The traditional Dogon hunters, already accused in 2019, were again set off by local officials in Ogossagou. The government and the army, which have undergone a series of jihadist attacks in recent months, have not identified the attackers in Bentia. Authorities were accused of withdrawing the army from Ogossagou several hours before the bloody massacre.
“The soldiers were told not to leave, but they left. This prompted the traditional hunters to return,” the local official said on condition of anonymity for security reasons. On March 23, 2019, 160 civilians were killed as a result of the attack on Ogossagou. Attributed to the Dogon hunters, this was the culmination of the intercommunal violence that occurred in the center.

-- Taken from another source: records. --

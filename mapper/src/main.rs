#![warn(clippy::all, rust_2018_idioms)]

use mapper::{config::Config, synthetic::SyntheticScene};
use slam::{grid::sensor_model::UNSEEN_VALUE, GridMap};
use tracing::{error, info};

fn main() -> anyhow::Result<()> {
    // Log to stdout (if you run with `RUST_LOG=debug`).
    tracing_subscriber::fmt::init();

    // load configuration file
    let mut args = std::env::args();
    let config = match args.nth(1) {
        Some(path) => Config::from_file(&path)?,
        None => Config::default(),
    };

    let mut map = GridMap::new(&config.map);
    if let Some(path) = &config.settings.resume_from {
        map.load(path)?;
    }

    let scene = SyntheticScene::new(&config.scene)?;
    let mut rng = rand::thread_rng();

    for i in 0..config.settings.scans {
        let scan = scene.scan(i, map.readings_per_scan(), map.sensor_range(), &mut rng);

        if let Err(e) = map.ingest(&scan.readings) {
            error!("{e}");
            std::process::exit(e.exit_code());
        }

        map.save(config.settings.output_path(i))?;
    }

    if let Some(raster) = map.raster() {
        let observed = raster.iter().filter(|&&v| v != UNSEEN_VALUE).count();
        info!(
            "Mapping has been completed, {observed} of {} cells observed",
            raster.as_slice().len()
        );
    }

    Ok(())
}
//! Error types for the occupancy grid

/// Result type alias
pub type Result<T> = std::result::Result<T, MapError>;

/// Occupancy grid error types
#[derive(Debug, thiserror::Error)]
pub enum MapError {
    /// Grid width or height is zero
    #[error("Incorrect size for the occupancy grid ({width}x{height})! Size should not be zero")]
    InvalidGeometry {
        /// Configured width in cells
        width: usize,
        /// Configured height in cells
        height: usize,
    },

    /// Grid resolution is not strictly positive
    #[error("Resolution provided is incorrect ({0})! Should be more than zero")]
    InvalidResolution(f32),

    /// There is no raster to persist yet
    #[error("The occupancy grid has not been initialized, ingest a scan or load a map first")]
    NotInitialized,

    /// Encoding, decoding or file access of the raster image failed
    #[error("Raster image error: {0}")]
    Image(#[from] image::ImageError),
}

impl MapError {
    /// Process exit status a driver should terminate with for this error. The two configuration
    /// errors map to distinct statuses.
    pub fn exit_code(&self) -> i32 {
        match self {
            MapError::InvalidGeometry { .. } => 2,
            MapError::InvalidResolution(_) => 3,
            MapError::NotInitialized | MapError::Image(_) => 1,
        }
    }
}
//! Grayscale raster persistence, one byte per cell.

use std::path::Path;

use image::{ColorType, ImageResult};

use super::map::GridData;
use crate::error::{MapError, Result};

pub(super) fn write_raster(raster: &GridData<u8>, path: &Path) -> Result<()> {
    let geometry = || MapError::InvalidGeometry {
        width: raster.width(),
        height: raster.height(),
    };
    let width = u32::try_from(raster.width()).map_err(|_| geometry())?;
    let height = u32::try_from(raster.height()).map_err(|_| geometry())?;

    image::save_buffer(path, raster.as_slice(), width, height, ColorType::L8)?;
    Ok(())
}

pub(super) fn read_raster(path: &Path) -> ImageResult<GridData<u8>> {
    let image = image::open(path)?.into_luma8();
    let (width, height) = image.dimensions();

    Ok(GridData::from_raw(
        width as usize,
        height as usize,
        image.into_raw(),
    ))
}
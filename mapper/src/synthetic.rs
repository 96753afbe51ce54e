//! Generates laser scans of a small scene with static walls and obstacles moving around the
//! sensor at a constant angular velocity.

use std::f32::consts::TAU;

use anyhow::Context;
use common::robot::{Scan, ScanReading};
use nalgebra::{Point2, Vector2};
use rand::Rng;
use serde::Deserialize;
use statrs::distribution::Normal;

use crate::scene::{Intersect, LineSegment, Ray, Scene};

#[derive(Debug, Clone, Copy, PartialEq, Deserialize)]
pub enum SceneObject {
    Line {
        x1: f32,
        y1: f32,
        x2: f32,
        y2: f32,
    },
    Rectangle {
        x: f32,
        y: f32,
        width: f32,
        height: f32,
    },
}

/// An obstacle at a fixed distance from the sensor that circles around it.
#[derive(Debug, Clone, Copy, PartialEq, Deserialize)]
pub struct MovingObstacle {
    pub distance: f32,
    pub length: f32,
    /// angle at the first scan, in radians
    pub angle: f32,
    /// radians per scan
    pub angular_velocity: f32,
}

impl MovingObstacle {
    fn at(&self, scan: usize) -> LineSegment {
        let angle = self.angle + scan as f32 * self.angular_velocity;
        LineSegment::facing_origin(self.distance, angle, self.length)
    }
}

#[derive(Debug, Clone, Deserialize)]
pub struct SceneConfig {
    #[serde(default)]
    pub objects: Vec<SceneObject>,

    #[serde(default)]
    pub moving: Vec<MovingObstacle>,

    /// standard deviation of the range noise, 0 disables noise
    #[serde(default)]
    pub range_noise: f64,
}

impl Default for SceneConfig {
    /// A wall in front of the sensor, a box behind it, a person and a car passing by.
    fn default() -> Self {
        Self {
            objects: vec![
                SceneObject::Line {
                    x1: 6.0,
                    y1: -2.0,
                    x2: 6.0,
                    y2: 2.0,
                },
                SceneObject::Rectangle {
                    x: -7.0,
                    y: -1.5,
                    width: 3.0,
                    height: 3.0,
                },
            ],
            moving: vec![
                MovingObstacle {
                    distance: 3.0,
                    length: 0.5,
                    angle: 0.8 * std::f32::consts::FRAC_PI_2,
                    angular_velocity: 0.05 * std::f32::consts::FRAC_PI_2,
                },
                MovingObstacle {
                    distance: 5.0,
                    length: 2.0,
                    angle: 2.8 * std::f32::consts::FRAC_PI_2,
                    angular_velocity: 0.1 * std::f32::consts::FRAC_PI_2,
                },
            ],
            range_noise: 0.0,
        }
    }
}

pub struct SyntheticScene {
    config: SceneConfig,
    noise: Option<Normal>,
}

impl SyntheticScene {
    pub fn new(config: &SceneConfig) -> anyhow::Result<Self> {
        let noise = if config.range_noise != 0.0 {
            Some(Normal::new(0.0, config.range_noise).context("Invalid range noise")?)
        } else {
            None
        };

        Ok(Self {
            config: config.clone(),
            noise,
        })
    }

    /// Builds the scene as it looks at scan number `scan`.
    fn scene_at(&self, scan: usize) -> Scene {
        let mut scene = Scene::new();

        for o in &self.config.objects {
            match *o {
                SceneObject::Line { x1, y1, x2, y2 } => {
                    scene.add(Box::new(LineSegment::new(x1, y1, x2, y2)));
                }
                SceneObject::Rectangle {
                    x,
                    y,
                    width,
                    height,
                } => {
                    scene.add_rect(Point2::new(x, y), Vector2::new(width, height));
                }
            }
        }

        for m in &self.config.moving {
            scene.add(Box::new(m.at(scan)));
        }

        scene
    }

    /// Takes scan number `id` with `count` readings from the world origin. Beams that hit
    /// nothing within `max_range` report a range just beyond it.
    pub fn scan<R: Rng>(&self, id: usize, count: usize, max_range: f32, rng: &mut R) -> Scan {
        let scene = self.scene_at(id);
        let increment = TAU / count as f32;
        let origin = Point2::new(0.0, 0.0);

        let readings = (0..count)
            .map(|i| {
                let bearing = i as f32 * increment;
                let range = match scene.intersect(&Ray::from_origin_angle(origin, bearing)) {
                    Some(u) if u <= max_range => {
                        let noise: f64 = self.noise.as_ref().map_or(0.0, |n| rng.sample(n));
                        (u + noise as f32).max(0.0)
                    }
                    _ => max_range + 1.0,
                };
                ScanReading::new(range, bearing)
            })
            .collect();

        Scan { id, readings }
    }
}

#[cfg(test)]
mod tests {
    use approx::assert_relative_eq;
    use rand::{rngs::StdRng, SeedableRng};

    use super::*;

    fn static_wall() -> SceneConfig {
        SceneConfig {
            objects: vec![SceneObject::Line {
                x1: 6.0,
                y1: -2.0,
                x2: 6.0,
                y2: 2.0,
            }],
            moving: vec![],
            range_noise: 0.0,
        }
    }

    #[test]
    fn wall_ahead_is_measured() {
        let scene = SyntheticScene::new(&static_wall()).unwrap();
        let scan = scene.scan(0, 360, 8.0, &mut StdRng::seed_from_u64(1));

        assert_eq!(scan.len(), 360);
        assert_relative_eq!(scan.readings[0].range, 6.0, epsilon = 1e-4);
        assert_relative_eq!(scan.readings[0].bearing, 0.0);
        // nothing behind the sensor
        assert_relative_eq!(scan.readings[180].range, 9.0);
    }

    #[test]
    fn obstacles_move_between_scans() {
        let config = SceneConfig {
            objects: vec![],
            moving: vec![MovingObstacle {
                distance: 3.0,
                length: 0.5,
                angle: 0.0,
                angular_velocity: std::f32::consts::FRAC_PI_2,
            }],
            range_noise: 0.0,
        };
        let scene = SyntheticScene::new(&config).unwrap();
        let mut rng = StdRng::seed_from_u64(1);

        let first = scene.scan(0, 4, 8.0, &mut rng);
        let second = scene.scan(1, 4, 8.0, &mut rng);

        assert_relative_eq!(first.readings[0].range, 3.0, epsilon = 1e-4);
        assert_relative_eq!(first.readings[1].range, 9.0);
        assert_relative_eq!(second.readings[0].range, 9.0);
        assert_relative_eq!(second.readings[1].range, 3.0, epsilon = 1e-4);
    }

    #[test]
    fn noise_perturbs_ranges() {
        let mut config = static_wall();
        config.range_noise = 0.05;
        let scene = SyntheticScene::new(&config).unwrap();

        let scan = scene.scan(0, 360, 8.0, &mut StdRng::seed_from_u64(7));
        let hits: Vec<f32> = scan.readings.iter().map(|r| r.range).filter(|&r| r <= 8.0).collect();

        assert!(!hits.is_empty());
        assert!(hits.iter().all(|&r| (5.5..7.0).contains(&r)));
    }

    #[test]
    fn negative_noise_is_rejected() {
        let mut config = static_wall();
        config.range_noise = -0.1;

        assert!(SyntheticScene::new(&config).is_err());
    }

    #[test]
    fn default_scene_is_visible() {
        let scene = SyntheticScene::new(&SceneConfig::default()).unwrap();
        let scan = scene.scan(0, 360, 8.0, &mut StdRng::seed_from_u64(1));

        let hits = scan.readings.iter().filter(|r| r.range <= 8.0).count();
        assert!(hits > 0);
        assert!(hits < 360);
    }
}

This region has been in a whirlwind of violence since 2015 and the emergence of a jihadist group led by Fulani preacher Amadou Koufa. He had been widely recruited from his community, and joined the Islamic and Muslim Support Group (GSIM). This is the main jihadist alliance in the Sahel, associated with Al Qaeda, since its inception in 2017.
The number of clashes between the Fulani, mainly herders, and the Bambara and Dogon ethnic groups, which are mainly engaged in agriculture, has increased. The latter have created self-defense groups based on traditional dose hunters. The main Association of Dogon hunters, Dan Nan Ambassagu, was officially dissolved after the massacre at Ogossagou, but it never stopped. While the pace of major attacks has slowed, daily violence in the region has never stopped.

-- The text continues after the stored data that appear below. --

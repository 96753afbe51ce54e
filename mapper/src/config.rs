use std::{fs, path::PathBuf};

use anyhow::anyhow;
use serde::Deserialize;
use slam::{GridMapConfig, SensorPose};

use crate::synthetic::SceneConfig;

#[derive(Deserialize)]
pub struct Config {
    pub map: GridMapConfig,

    #[serde(default)]
    pub scene: SceneConfig,

    pub settings: Settings,
}

#[derive(Deserialize)]
pub struct Settings {
    /// number of scans to integrate
    pub scans: usize,

    /// output file name, `{}` is replaced by the scan number
    #[serde(default = "default_output")]
    pub output: String,

    /// previously saved map to continue from
    #[serde(default)]
    pub resume_from: Option<PathBuf>,
}

fn default_output() -> String {
    "occ_grid{}.png".to_owned()
}

impl Default for Config {
    fn default() -> Self {
        Self {
            map: GridMapConfig {
                width: 80,
                height: 80,
                resolution: 0.2,
                sensor_range: 8.0,
                decay_rate: 1.0,
                sensor_cov: 0.2,
                readings_per_scan: 360,
                pose: SensorPose::default(),
            },
            scene: SceneConfig::default(),
            settings: Settings {
                scans: 10,
                output: default_output(),
                resume_from: None,
            },
        }
    }
}

impl Config {
    pub fn from_file(path: &String) -> anyhow::Result<Self> {
        // read file contents
        let contents = fs::read_to_string(path)?;

        serde_yaml::from_str(&contents).map_err(|e| anyhow!(e))
    }
}

impl Settings {
    pub fn output_path(&self, scan: usize) -> PathBuf {
        PathBuf::from(self.output.replace("{}", &scan.to_string()))
    }
}
use std::cmp::Ordering;

use nalgebra::{Point2, Vector2};

pub struct Ray {
    origin: Point2<f32>,
    direction: Vector2<f32>,
}

impl Ray {
    pub fn from_origin_angle(origin: Point2<f32>, angle: f32) -> Self {
        Self {
            origin,
            direction: Vector2::new(angle.cos(), angle.sin()),
        }
    }
}

pub trait Intersect {
    /// Returns the intersection between the object and the `Ray` as a
    /// length `u` along the `direction` of the ray such that the
    /// intersection point can be described by `ray.origin + u*ray.direction`,
    /// or `None` if no intersection occurs.
    fn intersect(&self, ray: &Ray) -> Option<f32>;
}

#[derive(Debug, Clone, Copy, PartialEq)]
pub struct LineSegment {
    p1: Point2<f32>,
    p2: Point2<f32>,
}

impl LineSegment {
    pub fn new(x1: f32, y1: f32, x2: f32, y2: f32) -> Self {
        Self {
            p1: Point2::new(x1, y1),
            p2: Point2::new(x2, y2),
        }
    }

    /// A segment of `length` centered at `distance` from the world origin in direction `angle`,
    /// lying perpendicular to that direction.
    pub fn facing_origin(distance: f32, angle: f32, length: f32) -> Self {
        let center = Point2::new(distance * angle.cos(), distance * angle.sin());
        let half = Vector2::new(-angle.sin(), angle.cos()) * (length / 2.0);

        Self {
            p1: center - half,
            p2: center + half,
        }
    }
}

impl Intersect for LineSegment {
    fn intersect(&self, ray: &Ray) -> Option<f32> {
        let x1 = self.p1.x;
        let y1 = self.p1.y;
        let x2 = self.p2.x;
        let y2 = self.p2.y;

        let x3 = ray.origin.x;
        let y3 = ray.origin.y;
        let x4 = ray.origin.x + ray.direction.x;
        let y4 = ray.origin.y + ray.direction.y;

        let denom = (x1 - x2) * (y3 - y4) - (y1 - y2) * (x3 - x4);

        // make sure lines are not parallell
        if denom == 0.0 {
            return None;
        }

        let t = ((x1 - x3) * (y3 - y4) - (y1 - y3) * (x3 - x4)) / denom;
        let u = -((x1 - x2) * (y1 - y3) - (y1 - y2) * (x1 - x3)) / denom;

        if (0.0..=1.0).contains(&t) && u > 0.0 {
            return Some(u);
        }
        None
    }
}

#[derive(Default)]
pub struct Scene {
    objects: Vec<Box<dyn Intersect + Send + Sync>>,
}

impl Scene {
    pub fn new() -> Self {
        Self::default()
    }

    pub fn add(&mut self, obj: Box<dyn Intersect + Send + Sync>) -> &mut Self {
        self.objects.push(obj);
        self
    }

    pub fn add_rect(&mut self, origin: Point2<f32>, size: Vector2<f32>) -> &mut Self {
        self.add(Box::new(LineSegment::new(
            origin.x,
            origin.y,
            origin.x + size.x,
            origin.y,
        )))
        .add(Box::new(LineSegment::new(
            origin.x + size.x,
            origin.y,
            origin.x + size.x,
            origin.y + size.y,
        )))
        .add(Box::new(LineSegment::new(
            origin.x + size.x,
            origin.y + size.y,
            origin.x,
            origin.y + size.y,
        )))
        .add(Box::new(LineSegment::new(
            origin.x,
            origin.y + size.y,
            origin.x,
            origin.y,
        )))
    }

    pub fn len(&self) -> usize {
        self.objects.len()
    }

    pub fn is_empty(&self) -> bool {
        self.objects.is_empty()
    }
}

impl Intersect for Scene {
    fn intersect(&self, ray: &Ray) -> Option<f32> {
        // keep lowest u value to only get closest intersection
        self.objects
            .iter()
            .filter_map(|o| o.intersect(ray))
            .min_by(|a, b| a.partial_cmp(b).unwrap_or(Ordering::Less))
    }
}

In addition to these public abuses and repressions, Mali is under the control of the jihadist push, which starts from the north, reached the center of the country and then spilled over into the neighbors of Burkina Faso and Niger. An explosion of common law crime and robbery was recorded in this spiral.
Since 2012, thousands of people have been killed and hundreds of thousands displaced as a result of violence. According to the non-governmental organization Human Rights Watch, in 2019 alone, about 500 civilians were killed in the center, the deadliest year for civilians since 2012.
Meanwhile, the Malian army has lost dozens of soldiers during a series of jihad operations in recent months. Mali shifted its forces, and some civilians were forced to stand up for themselves. One of its camps, Mondoro, already attacked in September by this neighboring Boulkessi as a result of a double attack that killed 40 people, was attacked again on the night of Thursday to Friday.
On Wednesday, a Malian soldier was also killed during an attack by jihadists in Dialough, the army said. Five jihadists were also killed. The head of the UN Mission in Mali, Mahamat Saleh Annadif, said in a press release that the attack on Ogossagou occurred after the Malian army had just carried out an act of confirmation in the north.